Being an indie game featuring a child that also just happens to be very stunning, I think you can guess the beats that the story is trying to hit. This isn’t a bad thing, I have found nothing but joy from Sable. It is an adventure with a touch of sci-fi, fantasy, and child-like wonder. I don’t know if you’ve noticed, but there is a reason I love Doctor Who, and it is those elements. Sable brings that in a world that is so endlessly beautiful that you start to wonder why more games don’t use this art direction. However, the irritations are enough to make it a game feel lacking in what a game is often meant to be.
Yes, the puzzles are somewhat fun and simple, and the exploration is great because it is such an alien place. Nonetheless, that hoverbike is impossible to control with precision and there is no weight to it as it comes over the dunes so it flails about crashing into everything. Moreover, that matched with the framerate that gets worse and worse on the Xbox One version, it is enough to make anyone want to stop playing altogether. This is not something you might want to do, but for the same of the number of painkillers you need to ingest afterward, you’ll have to.

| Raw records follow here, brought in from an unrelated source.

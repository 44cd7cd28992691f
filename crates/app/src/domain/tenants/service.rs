//! Tenants service.

use async_trait::async_trait;
use sqlx::PgPool;

use crate::domain::tenants::{
    errors::TenantsServiceError,
    models::{NewTenant, Tenant},
    repository::PgTenantsRepository,
};

/// Tenant administration runs on the superuser pool, outside tenant RLS
/// context — there is no tenant yet to scope to.
#[derive(Debug, Clone)]
pub struct PgTenantsService {
    repository: PgTenantsRepository,
}

impl PgTenantsService {
    #[must_use]
    pub fn new(pool: PgPool) -> Self {
        Self {
            repository: PgTenantsRepository::new(pool),
        }
    }
}

#[async_trait]
impl TenantsService for PgTenantsService {
    async fn create_tenant(&self, tenant: NewTenant) -> Result<Tenant, TenantsServiceError> {
        if tenant.name.trim().is_empty() {
            return Err(TenantsServiceError::MissingRequiredData);
        }

        let created = self.repository.create_tenant(&tenant).await?;

        Ok(created)
    }
}

#[async_trait]
pub trait TenantsService: Send + Sync {
    /// Creates a new tenant with a hashed API token.
    async fn create_tenant(&self, tenant: NewTenant) -> Result<Tenant, TenantsServiceError>;
}
//! Products HTTP surface.

pub(crate) mod errors;
mod handlers;
pub(crate) mod responses;

pub(crate) use handlers::{create, delete, get, index, update};
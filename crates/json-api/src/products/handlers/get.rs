//! Get Product Handler

use std::sync::Arc;

use salvo::{
    oapi::extract::{PathParam, QueryParam},
    prelude::*,
};
use uuid::Uuid;

use crate::{
    extensions::*,
    products::{errors::into_status_error, responses::ProductResponse},
    state::State,
};

/// Get Product Handler
///
/// Returns a product as it was at the given point in time.
#[endpoint(
    tags("products"),
    summary = "Get Product",
    security(("bearer_auth" = []))
)]
pub(crate) async fn handler(
    product: PathParam<Uuid>,
    at: QueryParam<String, false>,
    depot: &mut Depot,
) -> Result<Json<ProductResponse>, StatusError> {
    let state = depot.obtain_or_500::<Arc<State>>()?;
    let tenant = depot.tenant_uuid_or_401()?;
    let point_in_time = at.into_point_in_time()?;

    let product = state
        .app
        .products
        .get_product(tenant, product.into_inner().into(), point_in_time)
        .await
        .map_err(into_status_error)?;

    Ok(Json(product.into()))
}

#[cfg(test)]
mod tests {
    use salvo::test::{ResponseExt, TestClient};
    use testresult::TestResult;

    use tally_app::domain::products::{MockProductsService, ProductsServiceError};

    use crate::test_helpers::{TEST_TENANT_UUID, make_product, products_service};

    use super::*;

    fn make_service(products: MockProductsService) -> Service {
        products_service(products, Router::with_path("products/{product}").get(handler))
    }

    #[tokio::test]
    async fn test_get_returns_product() -> TestResult {
        let uuid = Uuid::now_v7();

        let mut products = MockProductsService::new();

        products
            .expect_get_product()
            .once()
            .withf(move |tenant, u, _| *tenant == TEST_TENANT_UUID && *u == uuid.into())
            .return_once(move |_, _, _| Ok(make_product(uuid.into(), 15_00)));

        let mut res = TestClient::get(format!("http://example.com/products/{uuid}"))
            .send(&make_service(products))
            .await;

        let body: ProductResponse = res.take_json().await?;

        assert_eq!(res.status_code, Some(StatusCode::OK));
        assert_eq!(body.uuid, uuid);
        assert_eq!(body.price, 15_00);

        Ok(())
    }

    #[tokio::test]
    async fn test_get_missing_product_returns_404() -> TestResult {
        let uuid = Uuid::now_v7();

        let mut products = MockProductsService::new();

        products
            .expect_get_product()
            .once()
            .return_once(|_, _, _| Err(ProductsServiceError::NotFound));

        let res = TestClient::get(format!("http://example.com/products/{uuid}"))
            .send(&make_service(products))
            .await;

        assert_eq!(res.status_code, Some(StatusCode::NOT_FOUND));

        Ok(())
    }
}
//! Money

use decimal_percentage::Percentage;
use rust_decimal::{Decimal, RoundingStrategy, prelude::ToPrimitive};
use rusty_money::{Money, iso};

/// Monetary amounts are integer minor units (cents/pence) throughout.
pub type MinorUnits = u64;

/// Format an amount of minor units for display.
pub fn format_minor(amount: MinorUnits) -> String {
    i64::try_from(amount).map_or_else(
        |_overflow| amount.to_string(),
        |minor| Money::from_minor(minor, iso::USD).to_string(),
    )
}

/// Take a percentage of an amount, rounding halves away from zero.
///
/// `percent` is expressed in whole points: `Decimal::from(20)` is 20%.
pub fn percent_of(amount: MinorUnits, percent: Decimal) -> MinorUnits {
    let rate = Percentage::from(percent / Decimal::ONE_HUNDRED);
    let exact = rate * Decimal::from(amount);

    exact
        .round_dp_with_strategy(0, RoundingStrategy::MidpointAwayFromZero)
        .to_u64()
        .unwrap_or_default()
}
//! Typed Uuids

use std::{
    cmp::Ordering,
    fmt::{Debug, Display, Formatter, Result as FmtResult},
    hash::{Hash, Hasher},
    marker::PhantomData,
};

use uuid::Uuid;

pub struct TypedUuid<T>(Uuid, PhantomData<T>);

impl<T> TypedUuid<T> {
    pub const fn from_uuid(uuid: Uuid) -> Self {
        Self(uuid, PhantomData)
    }

    #[must_use]
    pub const fn into_uuid(self) -> Uuid {
        self.0
    }

    /// Generate a fresh v7 identifier.
    #[must_use]
    pub fn new() -> Self {
        Self::from_uuid(Uuid::now_v7())
    }
}

impl<T> Default for TypedUuid<T> {
    fn default() -> Self {
        Self::new()
    }
}

impl<T> Clone for TypedUuid<T> {
    fn clone(&self) -> Self {
        *self
    }
}

impl<T> Copy for TypedUuid<T> {}

impl<T> Debug for TypedUuid<T> {
    fn fmt(&self, f: &mut Formatter<'_>) -> FmtResult {
        Debug::fmt(&self.0, f)
    }
}

impl<T> Display for TypedUuid<T> {
    fn fmt(&self, f: &mut Formatter<'_>) -> FmtResult {
        Display::fmt(&self.0, f)
    }
}

impl<T> PartialEq for TypedUuid<T> {
    fn eq(&self, other: &Self) -> bool {
        self.0 == other.0
    }
}

impl<T> Eq for TypedUuid<T> {}

impl<T> Hash for TypedUuid<T> {
    fn hash<H: Hasher>(&self, state: &mut H) {
        self.0.hash(state);
    }
}

impl<T> PartialOrd for TypedUuid<T> {
    fn partial_cmp(&self, other: &Self) -> Option<Ordering> {
        Some(self.cmp(other))
    }
}

impl<T> Ord for TypedUuid<T> {
    fn cmp(&self, other: &Self) -> Ordering {
        self.0.cmp(&other.0)
    }
}

impl<T> From<Uuid> for TypedUuid<T> {
    fn from(value: Uuid) -> Self {
        Self::from_uuid(value)
    }
}

impl<T> From<TypedUuid<T>> for Uuid {
    fn from(value: TypedUuid<T>) -> Self {
        value.into_uuid()
    }
}
//! Product response bodies shared by the product handlers.

use salvo::oapi::ToSchema;
use serde::{Deserialize, Serialize};
use uuid::Uuid;

use tally_app::domain::products::models::Product;

/// Product Response
#[derive(Debug, Serialize, Deserialize, ToSchema)]
pub(crate) struct ProductResponse {
    /// The unique identifier of the product
    pub uuid: Uuid,

    pub name: String,

    pub sku: Option<String>,

    pub image: Option<String>,

    /// Regular unit price in minor units
    pub price: u64,

    /// Sale price in minor units; carts freeze this when present
    pub sale_price: Option<u64>,

    pub inventory_quantity: u64,

    /// The date and time the product was created
    pub created_at: String,

    /// The date and time the product was last updated
    pub updated_at: String,
}

impl From<Product> for ProductResponse {
    fn from(product: Product) -> Self {
        Self {
            uuid: product.uuid.into_uuid(),
            name: product.name,
            sku: product.sku,
            image: product.image,
            price: product.price,
            sale_price: product.sale_price,
            inventory_quantity: product.inventory_quantity,
            created_at: product.created_at.to_string(),
            updated_at: product.updated_at.to_string(),
        }
    }
}
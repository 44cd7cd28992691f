//! Cart response bodies shared by the cart handlers.

use std::collections::BTreeMap;

use salvo::oapi::ToSchema;
use serde::{Deserialize, Serialize};
use uuid::Uuid;

use tally_app::domain::carts::models::{Cart, CartItem};

/// Cart Response
#[derive(Debug, Serialize, Deserialize, ToSchema)]
pub(crate) struct CartResponse {
    /// The unique identifier of the cart
    pub uuid: Uuid,

    /// The customer this cart is bound to, when authenticated
    pub customer_uuid: Option<Uuid>,

    /// The items in the cart
    pub items: Vec<CartItemResponse>,

    /// Sum of line quantities
    pub total_items: u64,

    /// Sum of `unit_price × quantity` over all items, in minor units
    pub subtotal: u64,

    /// Subtotal less the applied discount, in minor units
    pub total: u64,

    /// The applied discount, if any
    pub discount: Option<DiscountResponse>,

    /// The date and time the cart was created
    pub created_at: String,

    /// The date and time the cart was last updated
    pub updated_at: String,
}

/// Cart Item Response
#[derive(Debug, Serialize, Deserialize, ToSchema)]
pub(crate) struct CartItemResponse {
    /// The unique identifier of the cart item
    pub uuid: Uuid,

    /// The product this line snapshots
    pub product_uuid: Uuid,

    /// Product name frozen at add time
    pub name: String,

    /// Product image frozen at add time
    pub image: Option<String>,

    /// Unit price frozen at add time, in minor units
    pub unit_price: u64,

    /// Selected variant values, part of line identity
    pub attributes: BTreeMap<String, String>,

    /// Line quantity
    pub quantity: u32,
}

/// Applied Discount Response
#[derive(Debug, Serialize, Deserialize, ToSchema)]
pub(crate) struct DiscountResponse {
    /// The discount code
    pub code: String,

    /// The discounted amount in minor units
    pub amount: u64,
}

impl From<Cart> for CartResponse {
    fn from(cart: Cart) -> Self {
        Self {
            uuid: cart.uuid.into_uuid(),
            customer_uuid: cart.customer_uuid,
            items: cart.items.into_iter().map(CartItemResponse::from).collect(),
            total_items: cart.total_items,
            subtotal: cart.subtotal,
            total: cart.total,
            discount: cart.discount.map(|discount| DiscountResponse {
                code: discount.code,
                amount: discount.amount,
            }),
            created_at: cart.created_at.to_string(),
            updated_at: cart.updated_at.to_string(),
        }
    }
}

impl From<CartItem> for CartItemResponse {
    fn from(item: CartItem) -> Self {
        Self {
            uuid: item.uuid.into_uuid(),
            product_uuid: item.product_uuid.into_uuid(),
            name: item.name,
            image: item.image,
            unit_price: item.unit_price,
            attributes: item
                .attributes
                .iter()
                .map(|(k, v)| (k.to_string(), v.to_string()))
                .collect(),
            quantity: item.quantity,
        }
    }
}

Overall, I think Sable is one of the most beautiful games ever, in terms of visuals. However, every irritation such as having to clumsily rattle through dialogue a couple of times because I accidentally clicked on the same prompt, again, the at times sickening framerate drop, and that bike, make it somewhat annoying. The directionless way the story goes might put off some, but I think it fits with the nomadic nature of Sable as a character. It is a pretty and interesting game, but it isn’t fantastic at being a game that’s going to capture you.
An Xbox One copy of Sable was provided by Raw Fury for the purposes of this review.